— Task prompt —
The response must be made up of the lines in the entries below that contain "CheckedOut".

--- Data for this exercise ---

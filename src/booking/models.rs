//! Resource and booking models

use chrono::{DateTime, NaiveDate, Utc};
use serde::{Deserialize, Serialize};
use uuid::Uuid;

use crate::error::AppError;
use crate::pricing::models::{Occupancy, PriceBreakdown, PricingTable};

use super::calendar::DateRange;

/// Kind of bookable inventory
#[derive(Debug, Clone, Copy, PartialEq, Eq, Hash, Serialize, Deserialize)]
#[serde(rename_all = "snake_case")]
pub enum ResourceKind {
    /// Room type with `capacity` identical rooms
    Room,
    /// Rental vehicle
    Vehicle,
    /// Tour departure; capacity counts seats
    TourSlot,
    /// Transfer vehicle
    TransferVehicle,
}

const ROOM_PROGRESSION: &[BookingStatus] = &[
    BookingStatus::Pending,
    BookingStatus::Confirmed,
    BookingStatus::CheckedIn,
    BookingStatus::CheckedOut,
];

const TRIP_PROGRESSION: &[BookingStatus] = &[
    BookingStatus::Pending,
    BookingStatus::Confirmed,
    BookingStatus::InProgress,
    BookingStatus::Completed,
];

impl ResourceKind {
    pub fn as_str(&self) -> &'static str {
        match self {
            ResourceKind::Room => "room",
            ResourceKind::Vehicle => "vehicle",
            ResourceKind::TourSlot => "tour_slot",
            ResourceKind::TransferVehicle => "transfer_vehicle",
        }
    }

    /// Forward status progression, excluding `cancelled`
    pub fn progression(&self) -> &'static [BookingStatus] {
        match self {
            ResourceKind::Room => ROOM_PROGRESSION,
            ResourceKind::Vehicle | ResourceKind::TourSlot | ResourceKind::TransferVehicle => {
                TRIP_PROGRESSION
            }
        }
    }

    /// Units of capacity a booking with `occupancy` holds
    pub fn units_held(&self, occupancy: &Occupancy) -> u32 {
        match self {
            ResourceKind::TourSlot => occupancy.participants(),
            ResourceKind::Room | ResourceKind::Vehicle | ResourceKind::TransferVehicle => {
                occupancy.units
            }
        }
    }

    /// Tours and transfers occupy a single day when no end is given
    pub fn is_single_day(&self) -> bool {
        matches!(self, ResourceKind::TourSlot | ResourceKind::TransferVehicle)
    }

    pub fn resolve_range(
        &self,
        start: NaiveDate,
        end: Option<NaiveDate>,
    ) -> Result<DateRange, AppError> {
        match end {
            Some(end) => DateRange::new(start, end),
            None if self.is_single_day() => DateRange::single_day(start),
            None => Err(AppError::validation(format!(
                "An end date is required for {} bookings",
                self.as_str()
            ))),
        }
    }
}

impl std::str::FromStr for ResourceKind {
    type Err = AppError;

    fn from_str(s: &str) -> Result<Self, Self::Err> {
        match s {
            "room" => Ok(ResourceKind::Room),
            "vehicle" => Ok(ResourceKind::Vehicle),
            "tour_slot" => Ok(ResourceKind::TourSlot),
            "transfer_vehicle" => Ok(ResourceKind::TransferVehicle),
            other => Err(AppError::validation(format!("Unknown resource kind '{}'", other))),
        }
    }
}

/// Bookable inventory unit
#[derive(Debug, Clone, PartialEq, Serialize, Deserialize)]
pub struct Resource {
    pub id: Uuid,
    pub owner_id: String,
    pub kind: ResourceKind,
    pub name: String,
    /// Count of identical units (rooms, vehicles, seats)
    pub capacity: u32,
    pub currency: String,
    pub pricing: PricingTable,
    /// Category, features and other owner-defined attributes
    #[serde(default)]
    pub attributes: serde_json::Value,
    /// Soft-deactivation flag; resources are never deleted while booked
    #[serde(default = "default_active")]
    pub active: bool,
}

fn default_active() -> bool {
    true
}

/// Booking status across all resource kinds
#[derive(Debug, Clone, Copy, PartialEq, Eq, Hash, Serialize, Deserialize)]
#[serde(rename_all = "snake_case")]
pub enum BookingStatus {
    Pending,
    Confirmed,
    CheckedIn,
    CheckedOut,
    InProgress,
    Completed,
    Cancelled,
}

impl BookingStatus {
    pub fn as_str(&self) -> &'static str {
        match self {
            BookingStatus::Pending => "pending",
            BookingStatus::Confirmed => "confirmed",
            BookingStatus::CheckedIn => "checked_in",
            BookingStatus::CheckedOut => "checked_out",
            BookingStatus::InProgress => "in_progress",
            BookingStatus::Completed => "completed",
            BookingStatus::Cancelled => "cancelled",
        }
    }
}

impl std::fmt::Display for BookingStatus {
    fn fmt(&self, f: &mut std::fmt::Formatter<'_>) -> std::fmt::Result {
        f.write_str(self.as_str())
    }
}

impl std::str::FromStr for BookingStatus {
    type Err = AppError;

    fn from_str(s: &str) -> Result<Self, Self::Err> {
        match s {
            "pending" => Ok(BookingStatus::Pending),
            "confirmed" => Ok(BookingStatus::Confirmed),
            "checked_in" => Ok(BookingStatus::CheckedIn),
            "checked_out" => Ok(BookingStatus::CheckedOut),
            "in_progress" => Ok(BookingStatus::InProgress),
            "completed" => Ok(BookingStatus::Completed),
            "cancelled" => Ok(BookingStatus::Cancelled),
            other => Err(AppError::validation(format!("Unknown booking status '{}'", other))),
        }
    }
}

/// Payment state of the booking's payment intent
#[derive(Debug, Clone, Copy, PartialEq, Eq, Hash, Serialize, Deserialize)]
#[serde(rename_all = "snake_case")]
pub enum PaymentStatus {
    Pending,
    Captured,
    Failed,
    Refunded,
    Cancelled,
}

impl PaymentStatus {
    pub fn as_str(&self) -> &'static str {
        match self {
            PaymentStatus::Pending => "pending",
            PaymentStatus::Captured => "captured",
            PaymentStatus::Failed => "failed",
            PaymentStatus::Refunded => "refunded",
            PaymentStatus::Cancelled => "cancelled",
        }
    }
}

impl std::str::FromStr for PaymentStatus {
    type Err = AppError;

    fn from_str(s: &str) -> Result<Self, Self::Err> {
        match s {
            "pending" => Ok(PaymentStatus::Pending),
            "captured" => Ok(PaymentStatus::Captured),
            "failed" => Ok(PaymentStatus::Failed),
            "refunded" => Ok(PaymentStatus::Refunded),
            "cancelled" => Ok(PaymentStatus::Cancelled),
            other => Err(AppError::validation(format!("Unknown payment status '{}'", other))),
        }
    }
}

/// Role of an actor relative to one booking
#[derive(Debug, Clone, Copy, PartialEq, Eq)]
pub enum ActorRole {
    /// The user who made the booking
    Requester,
    /// The owner of the booked resource
    Owner,
    Administrator,
}

/// Authenticated caller as reported by the upstream auth layer
#[derive(Debug, Clone, PartialEq, Eq)]
pub struct Actor {
    pub user_id: String,
    pub is_admin: bool,
}

impl Actor {
    pub fn user<T: Into<String>>(user_id: T) -> Self {
        Self {
            user_id: user_id.into(),
            is_admin: false,
        }
    }

    pub fn admin<T: Into<String>>(user_id: T) -> Self {
        Self {
            user_id: user_id.into(),
            is_admin: true,
        }
    }

    /// Role relative to `booking` on `resource`, if any
    pub fn role_for(&self, booking: &Booking, resource: &Resource) -> Option<ActorRole> {
        if self.is_admin {
            Some(ActorRole::Administrator)
        } else if self.user_id == booking.user_id {
            Some(ActorRole::Requester)
        } else if self.user_id == resource.owner_id {
            Some(ActorRole::Owner)
        } else {
            None
        }
    }
}

/// Typed booking request after boundary validation
#[derive(Debug, Clone, PartialEq)]
pub struct BookingRequest {
    pub resource_id: Uuid,
    pub user_id: String,
    pub start_date: NaiveDate,
    /// Optional for single-day resources
    pub end_date: Option<NaiveDate>,
    pub occupancy: Occupancy,
}

/// Persisted reservation
#[derive(Debug, Clone, PartialEq)]
pub struct Booking {
    pub id: Uuid,
    pub resource_id: Uuid,
    pub user_id: String,
    pub range: DateRange,
    pub occupancy: Occupancy,
    /// Units of capacity held while not cancelled
    pub units: u32,
    /// Frozen at creation; never recomputed
    pub price: PriceBreakdown,
    pub status: BookingStatus,
    pub payment_intent_id: String,
    pub payment_status: PaymentStatus,
    pub created_at: DateTime<Utc>,
    pub updated_at: DateTime<Utc>,
    pub cancelled_at: Option<DateTime<Utc>>,
}

impl Booking {
    /// New booking awaiting payment
    pub fn pending(
        id: Uuid,
        resource: &Resource,
        user_id: String,
        range: DateRange,
        occupancy: Occupancy,
        price: PriceBreakdown,
        payment_intent_id: String,
    ) -> Self {
        let now = Utc::now();
        Self {
            id,
            resource_id: resource.id,
            user_id,
            range,
            units: resource.kind.units_held(&occupancy),
            occupancy,
            price,
            status: BookingStatus::Pending,
            payment_intent_id,
            payment_status: PaymentStatus::Pending,
            created_at: now,
            updated_at: now,
            cancelled_at: None,
        }
    }

    pub fn holds_capacity(&self) -> bool {
        self.status != BookingStatus::Cancelled
    }
}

---

— Solution for this problem —
    BookingStatus::CheckedOut,
    CheckedOut,
            BookingStatus::CheckedOut => "checked_out",
            "checked_out" => Ok(BookingStatus::CheckedOut),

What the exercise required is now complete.